==== Task material ====

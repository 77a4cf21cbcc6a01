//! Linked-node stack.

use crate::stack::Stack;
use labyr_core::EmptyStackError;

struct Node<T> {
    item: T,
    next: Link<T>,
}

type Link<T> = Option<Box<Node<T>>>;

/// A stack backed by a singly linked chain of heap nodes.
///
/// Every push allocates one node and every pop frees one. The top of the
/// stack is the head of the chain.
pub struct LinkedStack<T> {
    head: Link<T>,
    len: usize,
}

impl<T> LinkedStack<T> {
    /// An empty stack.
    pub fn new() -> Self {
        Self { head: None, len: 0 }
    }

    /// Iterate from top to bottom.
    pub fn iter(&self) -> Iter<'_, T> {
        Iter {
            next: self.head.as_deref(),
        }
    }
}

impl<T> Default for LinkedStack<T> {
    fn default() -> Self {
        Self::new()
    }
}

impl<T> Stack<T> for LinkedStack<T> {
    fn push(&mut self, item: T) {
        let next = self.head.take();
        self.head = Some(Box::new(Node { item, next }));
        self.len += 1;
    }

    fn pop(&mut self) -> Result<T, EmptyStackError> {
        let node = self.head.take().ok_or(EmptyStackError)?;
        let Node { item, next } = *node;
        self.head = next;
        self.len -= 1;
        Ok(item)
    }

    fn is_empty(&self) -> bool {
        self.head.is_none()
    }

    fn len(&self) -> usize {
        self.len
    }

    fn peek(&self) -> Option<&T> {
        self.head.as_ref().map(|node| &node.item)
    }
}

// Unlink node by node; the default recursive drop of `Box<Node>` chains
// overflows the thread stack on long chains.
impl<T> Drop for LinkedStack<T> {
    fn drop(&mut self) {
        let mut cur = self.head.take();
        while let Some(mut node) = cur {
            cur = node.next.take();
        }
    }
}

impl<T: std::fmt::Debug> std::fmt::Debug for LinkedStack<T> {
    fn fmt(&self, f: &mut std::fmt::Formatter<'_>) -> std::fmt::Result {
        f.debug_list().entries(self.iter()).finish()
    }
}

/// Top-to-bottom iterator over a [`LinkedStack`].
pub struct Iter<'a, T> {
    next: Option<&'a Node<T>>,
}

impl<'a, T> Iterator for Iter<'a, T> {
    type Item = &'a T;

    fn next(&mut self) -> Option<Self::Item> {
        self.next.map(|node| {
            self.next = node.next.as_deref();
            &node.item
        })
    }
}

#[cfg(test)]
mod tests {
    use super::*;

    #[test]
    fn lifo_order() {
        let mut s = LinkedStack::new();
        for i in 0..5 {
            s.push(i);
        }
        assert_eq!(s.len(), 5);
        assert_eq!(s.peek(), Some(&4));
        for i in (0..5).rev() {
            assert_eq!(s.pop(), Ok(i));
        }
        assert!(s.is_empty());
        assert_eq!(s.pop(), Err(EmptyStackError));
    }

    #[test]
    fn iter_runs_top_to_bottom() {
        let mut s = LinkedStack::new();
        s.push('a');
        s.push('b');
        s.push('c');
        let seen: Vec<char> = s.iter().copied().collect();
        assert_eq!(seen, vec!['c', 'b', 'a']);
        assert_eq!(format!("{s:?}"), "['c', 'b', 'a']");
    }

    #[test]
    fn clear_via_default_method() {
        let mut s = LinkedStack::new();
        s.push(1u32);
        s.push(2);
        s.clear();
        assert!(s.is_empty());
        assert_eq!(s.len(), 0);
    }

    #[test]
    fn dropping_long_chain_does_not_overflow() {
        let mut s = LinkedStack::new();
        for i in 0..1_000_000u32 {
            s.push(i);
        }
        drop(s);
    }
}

====

» Task brief:
Please return the records above in their exact form.

» Solution:
repository 77a4cf21cbcc6a01
//! Linked-node stack.

use crate::stack::Stack;
use labyr_core::EmptyStackError;

struct Node<T> {
    item: T,
    next: Link<T>,
}

type Link<T> = Option<Box<Node<T>>>;

/// A stack backed by a singly linked chain of heap nodes.
///
/// Every push allocates one node and every pop frees one. The top of the
/// stack is the head of the chain.
pub struct LinkedStack<T> {
    head: Link<T>,
    len: usize,
}

impl<T> LinkedStack<T> {
    /// An empty stack.
    pub fn new() -> Self {
        Self { head: None, len: 0 }
    }

    /// Iterate from top to bottom.
    pub fn iter(&self) -> Iter<'_, T> {
        Iter {
            next: self.head.as_deref(),
        }
    }
}

impl<T> Default for LinkedStack<T> {
    fn default() -> Self {
        Self::new()
    }
}

impl<T> Stack<T> for LinkedStack<T> {
    fn push(&mut self, item: T) {
        let next = self.head.take();
        self.head = Some(Box::new(Node { item, next }));
        self.len += 1;
    }

    fn pop(&mut self) -> Result<T, EmptyStackError> {
        let node = self.head.take().ok_or(EmptyStackError)?;
        let Node { item, next } = *node;
        self.head = next;
        self.len -= 1;
        Ok(item)
    }

    fn is_empty(&self) -> bool {
        self.head.is_none()
    }

    fn len(&self) -> usize {
        self.len
    }

    fn peek(&self) -> Option<&T> {
        self.head.as_ref().map(|node| &node.item)
    }
}

// Unlink node by node; the default recursive drop of `Box<Node>` chains
// overflows the thread stack on long chains.
impl<T> Drop for LinkedStack<T> {
    fn drop(&mut self) {
        let mut cur = self.head.take();
        while let Some(mut node) = cur {
            cur = node.next.take();
        }
    }
}

impl<T: std::fmt::Debug> std::fmt::Debug for LinkedStack<T> {
    fn fmt(&self, f: &mut std::fmt::Formatter<'_>) -> std::fmt::Result {
        f.debug_list().entries(self.iter()).finish()
    }
}

/// Top-to-bottom iterator over a [`LinkedStack`].
pub struct Iter<'a, T> {
    next: Option<&'a Node<T>>,
}

impl<'a, T> Iterator for Iter<'a, T> {
    type Item = &'a T;

    fn next(&mut self) -> Option<Self::Item> {
        self.next.map(|node| {
            self.next = node.next.as_deref();
            &node.item
        })
    }
}

#[cfg(test)]
mod tests {
    use super::*;

    #[test]
    fn lifo_order() {
        let mut s = LinkedStack::new();
        for i in 0..5 {
            s.push(i);
        }
        assert_eq!(s.len(), 5);
        assert_eq!(s.peek(), Some(&4));
        for i in (0..5).rev() {
            assert_eq!(s.pop(), Ok(i));
        }
        assert!(s.is_empty());
        assert_eq!(s.pop(), Err(EmptyStackError));
    }

    #[test]
    fn iter_runs_top_to_bottom() {
        let mut s = LinkedStack::new();
        s.push('a');
        s.push('b');
        s.push('c');
        let seen: Vec<char> = s.iter().copied().collect();
        assert_eq!(seen, vec!['c', 'b', 'a']);
        assert_eq!(format!("{s:?}"), "['c', 'b', 'a']");
    }

    #[test]
    fn clear_via_default_method() {
        let mut s = LinkedStack::new();
        s.push(1u32);
        s.push(2);
        s.clear();
        assert!(s.is_empty());
        assert_eq!(s.len(), 0);
    }

    #[test]
    fn dropping_long_chain_does_not_overflow() {
        let mut s = LinkedStack::new();
        for i in 0..1_000_000u32 {
            s.push(i);
        }
        drop(s);
    }
}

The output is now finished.